2005-05-14 Thread Paul Moore
On 5/14/05, Fredrik Lundh [EMAIL PROTECTED] wrote:
 Nick Coghlan wrote:
 
  PEP 343 (like PEP 310 before it) makes it possible to define the correct
  resource management *once*, and then invoke it via a 'with' (or 'do')
  statement.

This is probably the main point for me - encapsulate the try...finally
dance in such a way that the two parts are not separated by an
(arbitrarily long) chunk of code. I hated the equivalent dances in C
(usually malloc/free stuff in that case) and it feels awkward that
this is the one real ugliness of C that Python hasn't fixed for me :-)

 sure, but even if you look at both the application code *and*
 the resource management, there are no clues that the with
 statement is really just a masked try/finally statement.  just
 look at the generator example:
 
 acquire
 yield
 release
 
 what in this snippet tells you that the release part will run even if
 the external block raises an exception?

I agree with this point, though.
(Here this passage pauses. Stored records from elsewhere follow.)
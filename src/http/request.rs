//! Request extraction.
//!
//! # Responsibilities
//! - Identify the acting agent from the `x-agent-id` header
//! - Define the JSON bodies and query strings the quote routes accept
//! - Wrap axum's `Json`, `Path` and `Query` so their rejections render as
//!   the same JSON error body as every other failure
//!
//! # Design Decisions
//! - Request ID is assigned by the outermost layer, before tracing
//! - A missing `x-agent-id` means "no acting agent", not an error;
//!   ownership checks then pass

use axum::extract::{FromRequest, FromRequestParts, Path, Query, Request};
use axum::http::request::Parts;
use axum::Json;
use serde::de::DeserializeOwned;
use serde::{Deserialize, Serialize};

use crate::http::response::ApiError;
use crate::quoting::types::QuotePatch;

pub const X_AGENT_ID: &str = "x-agent-id";
pub const X_REQUEST_ID: &str = "x-request-id";

/// Agent on whose behalf the request is made.
#[derive(Debug, Clone, Default, PartialEq, Eq)]
pub struct ActingAgent(pub Option<String>);

impl ActingAgent {
    pub fn as_deref(&self) -> Option<&str> {
        self.0.as_deref()
    }
}

impl<S: Send + Sync> FromRequestParts<S> for ActingAgent {
    type Rejection = ApiError;

    async fn from_request_parts(parts: &mut Parts, _state: &S) -> Result<Self, Self::Rejection> {
        let Some(value) = parts.headers.get(X_AGENT_ID) else {
            return Ok(ActingAgent(None));
        };
        let agent = value
            .to_str()
            .map_err(|_| ApiError::bad_request("x-agent-id header is not valid text"))?
            .trim();
        if agent.is_empty() {
            return Err(ApiError::bad_request("x-agent-id header is empty"));
        }
        Ok(ActingAgent(Some(agent.to_owned())))
    }
}

/// JSON body extractor rejecting with [`ApiError`].
#[derive(Debug, Clone)]
pub struct ApiJson<T>(pub T);

impl<S, T> FromRequest<S> for ApiJson<T>
where
    T: DeserializeOwned,
    S: Send + Sync,
{
    type Rejection = ApiError;

    async fn from_request(req: Request, state: &S) -> Result<Self, Self::Rejection> {
        let Json(value) = Json::<T>::from_request(req, state).await?;
        Ok(ApiJson(value))
    }
}

/// Path parameter extractor rejecting with [`ApiError`].
#[derive(Debug, Clone)]
pub struct ApiPath<T>(pub T);

impl<S, T> FromRequestParts<S> for ApiPath<T>
where
    T: DeserializeOwned + Send,
    S: Send + Sync,
{
    type Rejection = ApiError;

    async fn from_request_parts(parts: &mut Parts, state: &S) -> Result<Self, Self::Rejection> {
        let Path(value) = Path::<T>::from_request_parts(parts, state).await?;
        Ok(ApiPath(value))
    }
}

/// Query string extractor rejecting with [`ApiError`].
#[derive(Debug, Clone)]
pub struct ApiQuery<T>(pub T);

impl<S, T> FromRequestParts<S> for ApiQuery<T>
where
    T: DeserializeOwned,
    S: Send + Sync,
{
    type Rejection = ApiError;

    async fn from_request_parts(parts: &mut Parts, state: &S) -> Result<Self, Self::Rejection> {
        let Query(value) = Query::<T>::from_request_parts(parts, state).await?;
        Ok(ApiQuery(value))
    }
}

/// Body of `PATCH /api/v1/quotes/{id}`.
#[derive(Debug, Clone, Deserialize, Serialize)]
pub struct UpdateQuoteBody {
    pub expected_version: u64,
    #[serde(default)]
    pub patch: QuotePatch,
}

/// Body of `POST /api/v1/quotes/{id}/send`.
#[derive(Debug, Clone, Deserialize, Serialize)]
pub struct SendQuoteBody {
    pub expected_version: u64,
}

/// Query of `DELETE /api/v1/quotes/{id}`.
#[derive(Debug, Clone, Deserialize, Serialize)]
pub struct VersionQuery {
    pub expected_version: u64,
}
What I liked about the original PEP
340 was the fact that the generator was a template, with yield
acting as a put the block here placeholder.

 but I still think that something closer to the original PEP 340 is a lot
 more useful.

Overall, I'd agree. I'm still fond of the original PEP 340 in all its
glory - the looping issue was a wart, but PEP 343 seems so stripped
down as to be something entirely different, not just a fix to the
looping issue.

My view - PEP 343 get a +1 in preference to PEP 310.
I'd like to see PEP 342 - that gets a +1 from me.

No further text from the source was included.